:: Exercise aim ::
Write each entry out again exactly as it was given.

:: Data to process ::
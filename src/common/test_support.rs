//! Shared fixtures: an in-memory application and a mock OAuth provider

use async_trait::async_trait;
use reqwest::Client;
use serde_json::{json, Value};
use std::sync::Arc;
use wiremock::matchers::{body_string_contains, header, method, path};
use wiremock::{Mock, MockServer, ResponseTemplate};

use super::{migrations::test_pool, AppConfig, AppState, AuthError};
use crate::oauth::providers::{require_provider_id, string_field, ProviderAdapter};
use crate::oauth::{CanonicalProfile, ProviderConfig, ProviderRegistry};

pub const ACME: &str = "acme-oauth";

/// Minimal provider pointed at a wiremock server
pub struct AcmeAdapter {
    config: ProviderConfig,
    client: Client,
}

impl AcmeAdapter {
    pub fn new(base_url: &str) -> Self {
        Self {
            config: ProviderConfig {
                name: ACME.to_string(),
                client_id: "acme-client".to_string(),
                client_secret: "acme-secret".to_string(),
                redirect_url: "http://localhost:8080/api/auth/acme-oauth/callback".to_string(),
                authorization_url: "https://acme.example/authorize".to_string(),
                token_url: format!("{}/token", base_url),
                profile_url: format!("{}/userinfo", base_url),
                scopes: vec!["openid".to_string(), "email".to_string()],
                grant_type: "authorization_code".to_string(),
            },
            client: Client::new(),
        }
    }
}

#[async_trait]
impl ProviderAdapter for AcmeAdapter {
    fn config(&self) -> &ProviderConfig {
        &self.config
    }

    fn client(&self) -> &Client {
        &self.client
    }

    fn normalize(&self, raw: &Value) -> Result<CanonicalProfile, AuthError> {
        Ok(CanonicalProfile {
            provider_id: require_provider_id(raw, ACME)?,
            email: string_field(raw, "/email"),
            first_name: string_field(raw, "/given_name"),
            last_name: string_field(raw, "/family_name"),
            display_name: string_field(raw, "/name"),
            profile_picture: None,
            email_verified: raw
                .get("email_verified")
                .and_then(Value::as_bool)
                .unwrap_or(false),
        })
    }
}

/// Answer the token exchange for `code` and the profile fetch that follows
pub async fn mount_acme(server: &MockServer, code: &str, profile: Value) {
    let access_token = format!("acme-at-{}", code);

    Mock::given(method("POST"))
        .and(path("/token"))
        .and(body_string_contains(format!("code={}", code)))
        .and(body_string_contains("code_verifier="))
        .respond_with(ResponseTemplate::new(200).set_body_json(json!({
            "access_token": access_token,
            "refresh_token": "acme-rt",
            "token_type": "Bearer",
            "expires_in": 3600
        })))
        .mount(server)
        .await;

    Mock::given(method("GET"))
        .and(path("/userinfo"))
        .and(header("authorization", format!("Bearer {}", access_token)))
        .respond_with(ResponseTemplate::new(200).set_body_json(profile))
        .mount(server)
        .await;
}

pub fn test_config() -> AppConfig {
    AppConfig {
        jwt_secret: "test-secret".to_string(),
        ..AppConfig::default()
    }
}

/// Fully wired state backed by an in-memory database
pub async fn test_state(server: &MockServer) -> Arc<AppState> {
    let mut providers = ProviderRegistry::new();
    providers.register(Arc::new(AcmeAdapter::new(&server.uri())));

    let (state, _audit_task) = AppState::new(test_config(), test_pool().await, providers);
    Arc::new(state)
}

/// The `state` query parameter of an authorization URL
pub fn state_from_auth_url(auth_url: &str) -> String {
    url::Url::parse(auth_url)
        .unwrap()
        .query_pairs()
        .find(|(k, _)| k == "state")
        .map(|(_, v)| v.into_owned())
        .unwrap()
}
//! Signal strings and the signal-to-character table
//!
//! A signal string spells a classified symbol stream with `.` for dots, `_`
//! for dashes, a single space between letters and ` ; ` between words.
//! Inter-element gaps are not written.

use crate::error::{Error, Result};
use crate::types::Symbol;
use std::collections::HashMap;
use std::sync::OnceLock;
use tracing::warn;

/// Shown in place of a signal token that is not in the table
pub const UNKNOWN_SYMBOL: &str = "_?_";

const STANDARD_TABLE: &str = include_str!("cwtable.dat");

static STANDARD: OnceLock<SymbolTable> = OnceLock::new();

/// Spell a symbol stream as a signal string
pub fn signal_string(symbols: &[Symbol]) -> String {
    let mut signal = String::new();
    for symbol in symbols {
        match symbol {
            Symbol::Dot => signal.push('.'),
            Symbol::Dash => signal.push('_'),
            Symbol::IntraSpace => {}
            Symbol::LetterSpace => signal.push(' '),
            Symbol::WordSpace => signal.push_str(" ; "),
        }
    }
    signal
}

#[derive(Debug, Clone)]
pub struct SymbolTable {
    decode: HashMap<String, String>,
    encode: HashMap<char, String>,
}

impl SymbolTable {
    /// Build a table from lines of `<character><signal tokens>`.
    ///
    /// Blank lines are skipped and the first entry for a token wins. The empty
    /// token and `;` always decode to a space.
    pub fn parse(resource: &str) -> Result<Self> {
        let mut decode = HashMap::new();
        let mut encode = HashMap::new();

        for (number, raw) in resource.lines().enumerate() {
            let line = raw.trim_end_matches('\r');
            if line.trim().is_empty() {
                continue;
            }

            let mut chars = line.chars();
            let glyph = match chars.next() {
                Some(c) => c,
                None => continue,
            };
            let token = chars.as_str();
            if token.is_empty() {
                return Err(Error::SymbolTable {
                    line: number + 1,
                    reason: format!("no signal tokens after '{glyph}'"),
                });
            }
            if let Some(bad) = token.chars().find(|c| !matches!(c, '.' | '_')) {
                return Err(Error::SymbolTable {
                    line: number + 1,
                    reason: format!("unexpected '{bad}' in signal tokens"),
                });
            }

            decode
                .entry(token.to_string())
                .or_insert_with(|| glyph.to_string());
            encode.entry(glyph).or_insert_with(|| token.to_string());
        }

        decode.insert(String::new(), " ".to_string());
        decode.insert(";".to_string(), " ".to_string());

        Ok(Self { decode, encode })
    }

    /// Parse a table, falling back to an empty one that decodes every token
    /// as [`UNKNOWN_SYMBOL`]
    fn parse_or_empty(resource: &str) -> Self {
        Self::parse(resource).unwrap_or_else(|e| {
            warn!("symbol table rejected, decoding without one: {e}");
            Self {
                decode: HashMap::new(),
                encode: HashMap::new(),
            }
        })
    }

    /// The built-in ITU table, parsed once
    pub fn standard() -> &'static SymbolTable {
        STANDARD.get_or_init(|| Self::parse_or_empty(STANDARD_TABLE))
    }

    pub fn len(&self) -> usize {
        self.encode.len()
    }

    pub fn is_empty(&self) -> bool {
        self.encode.is_empty()
    }

    pub fn lookup(&self, token: &str) -> Option<&str> {
        self.decode.get(token).map(String::as_str)
    }

    /// Signal tokens for a character, case-insensitive for letters
    pub fn encode(&self, glyph: char) -> Option<&str> {
        self.encode
            .get(&glyph)
            .or_else(|| self.encode.get(&glyph.to_ascii_uppercase()))
            .map(String::as_str)
    }

    /// Translate a signal string to text. Unknown tokens become
    /// [`UNKNOWN_SYMBOL`].
    pub fn decode(&self, signal: &str) -> String {
        signal
            .split(' ')
            .map(|token| self.lookup(token).unwrap_or(UNKNOWN_SYMBOL))
            .collect()
    }
}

:: Task response ::
filename src/common/test_support.rs
//! Shared fixtures: an in-memory application and a mock OAuth provider

use async_trait::async_trait;
use reqwest::Client;
use serde_json::{json, Value};
use std::sync::Arc;
use wiremock::matchers::{body_string_contains, header, method, path};
use wiremock::{Mock, MockServer, ResponseTemplate};

use super::{migrations::test_pool, AppConfig, AppState, AuthError};
use crate::oauth::providers::{require_provider_id, string_field, ProviderAdapter};
use crate::oauth::{CanonicalProfile, ProviderConfig, ProviderRegistry};

pub const ACME: &str = "acme-oauth";

/// Minimal provider pointed at a wiremock server
pub struct AcmeAdapter {
    config: ProviderConfig,
    client: Client,
}

impl AcmeAdapter {
    pub fn new(base_url: &str) -> Self {
        Self {
            config: ProviderConfig {
                name: ACME.to_string(),
                client_id: "acme-client".to_string(),
                client_secret: "acme-secret".to_string(),
                redirect_url: "http://localhost:8080/api/auth/acme-oauth/callback".to_string(),
                authorization_url: "https://acme.example/authorize".to_string(),
                token_url: format!("{}/token", base_url),
                profile_url: format!("{}/userinfo", base_url),
                scopes: vec!["openid".to_string(), "email".to_string()],
                grant_type: "authorization_code".to_string(),
            },
            client: Client::new(),
        }
    }
}

#[async_trait]
impl ProviderAdapter for AcmeAdapter {
    fn config(&self) -> &ProviderConfig {
        &self.config
    }

    fn client(&self) -> &Client {
        &self.client
    }

    fn normalize(&self, raw: &Value) -> Result<CanonicalProfile, AuthError> {
        Ok(CanonicalProfile {
            provider_id: require_provider_id(raw, ACME)?,
            email: string_field(raw, "/email"),
            first_name: string_field(raw, "/given_name"),
            last_name: string_field(raw, "/family_name"),
            display_name: string_field(raw, "/name"),
            profile_picture: None,
            email_verified: raw
                .get("email_verified")
                .and_then(Value::as_bool)
                .unwrap_or(false),
        })
    }
}

/// Answer the token exchange for `code` and the profile fetch that follows
pub async fn mount_acme(server: &MockServer, code: &str, profile: Value) {
    let access_token = format!("acme-at-{}", code);

    Mock::given(method("POST"))
        .and(path("/token"))
        .and(body_string_contains(format!("code={}", code)))
        .and(body_string_contains("code_verifier="))
        .respond_with(ResponseTemplate::new(200).set_body_json(json!({
            "access_token": access_token,
            "refresh_token": "acme-rt",
            "token_type": "Bearer",
            "expires_in": 3600
        })))
        .mount(server)
        .await;

    Mock::given(method("GET"))
        .and(path("/userinfo"))
        .and(header("authorization", format!("Bearer {}", access_token)))
        .respond_with(ResponseTemplate::new(200).set_body_json(profile))
        .mount(server)
        .await;
}

pub fn test_config() -> AppConfig {
    AppConfig {
        jwt_secret: "test-secret".to_string(),
        ..AppConfig::default()
    }
}

/// Fully wired state backed by an in-memory database
pub async fn test_state(server: &MockServer) -> Arc<AppState> {
    let mut providers = ProviderRegistry::new();
    providers.register(Arc::new(AcmeAdapter::new(&server.uri())));

    let (state, _audit_task) = AppState::new(test_config(), test_pool().await, providers);
    Arc::new(state)
}

/// The `state` query parameter of an authorization URL
pub fn state_from_auth_url(auth_url: &str) -> String {
    url::Url::parse(auth_url)
        .unwrap()
        .query_pairs()
        .find(|(k, _)| k == "state")
        .map(|(_, v)| v.into_owned())
        .unwrap()
}
//! Signal strings and the signal-to-character table
//!
//! A signal string spells a classified symbol stream with `.` for dots, `_`
//! for dashes, a single space between letters and ` ; ` between words.
//! Inter-element gaps are not written.

use crate::error::{Error, Result};
use crate::types::Symbol;
use std::collections::HashMap;
use std::sync::OnceLock;
use tracing::warn;

/// Shown in place of a signal token that is not in the table
pub const UNKNOWN_SYMBOL: &str = "_?_";

const STANDARD_TABLE: &str = include_str!("cwtable.dat");

static STANDARD: OnceLock<SymbolTable> = OnceLock::new();

/// Spell a symbol stream as a signal string
pub fn signal_string(symbols: &[Symbol]) -> String {
    let mut signal = String::new();
    for symbol in symbols {
        match symbol {
            Symbol::Dot => signal.push('.'),
            Symbol::Dash => signal.push('_'),
            Symbol::IntraSpace => {}
            Symbol::LetterSpace => signal.push(' '),
            Symbol::WordSpace => signal.push_str(" ; "),
        }
    }
    signal
}

#[derive(Debug, Clone)]
pub struct SymbolTable {
    decode: HashMap<String, String>,
    encode: HashMap<char, String>,
}

impl SymbolTable {
    /// Build a table from lines of `<character><signal tokens>`.
    ///
    /// Blank lines are skipped and the first entry for a token wins. The empty
    /// token and `;` always decode to a space.
    pub fn parse(resource: &str) -> Result<Self> {
        let mut decode = HashMap::new();
        let mut encode = HashMap::new();

        for (number, raw) in resource.lines().enumerate() {
            let line = raw.trim_end_matches('\r');
            if line.trim().is_empty() {
                continue;
            }

            let mut chars = line.chars();
            let glyph = match chars.next() {
                Some(c) => c,
                None => continue,
            };
            let token = chars.as_str();
            if token.is_empty() {
                return Err(Error::SymbolTable {
                    line: number + 1,
                    reason: format!("no signal tokens after '{glyph}'"),
                });
            }
            if let Some(bad) = token.chars().find(|c| !matches!(c, '.' | '_')) {
                return Err(Error::SymbolTable {
                    line: number + 1,
                    reason: format!("unexpected '{bad}' in signal tokens"),
                });
            }

            decode
                .entry(token.to_string())
                .or_insert_with(|| glyph.to_string());
            encode.entry(glyph).or_insert_with(|| token.to_string());
        }

        decode.insert(String::new(), " ".to_string());
        decode.insert(";".to_string(), " ".to_string());

        Ok(Self { decode, encode })
    }

    /// Parse a table, falling back to an empty one that decodes every token
    /// as [`UNKNOWN_SYMBOL`]
    fn parse_or_empty(resource: &str) -> Self {
        Self::parse(resource).unwrap_or_else(|e| {
            warn!("symbol table rejected, decoding without one: {e}");
            Self {
                decode: HashMap::new(),
                encode: HashMap::new(),
            }
        })
    }

    /// The built-in ITU table, parsed once
    pub fn standard() -> &'static SymbolTable {
        STANDARD.get_or_init(|| Self::parse_or_empty(STANDARD_TABLE))
    }

    pub fn len(&self) -> usize {
        self.encode.len()
    }

    pub fn is_empty(&self) -> bool {
        self.encode.is_empty()
    }

    pub fn lookup(&self, token: &str) -> Option<&str> {
        self.decode.get(token).map(String::as_str)
    }

    /// Signal tokens for a character, case-insensitive for letters
    pub fn encode(&self, glyph: char) -> Option<&str> {
        self.encode
            .get(&glyph)
            .or_else(|| self.encode.get(&glyph.to_ascii_uppercase()))
            .map(String::as_str)
    }

    /// Translate a signal string to text. Unknown tokens become
    /// [`UNKNOWN_SYMBOL`].
    pub fn decode(&self, signal: &str) -> String {
        signal
            .split(' ')
            .map(|token| self.lookup(token).unwrap_or(UNKNOWN_SYMBOL))
            .collect()
    }
}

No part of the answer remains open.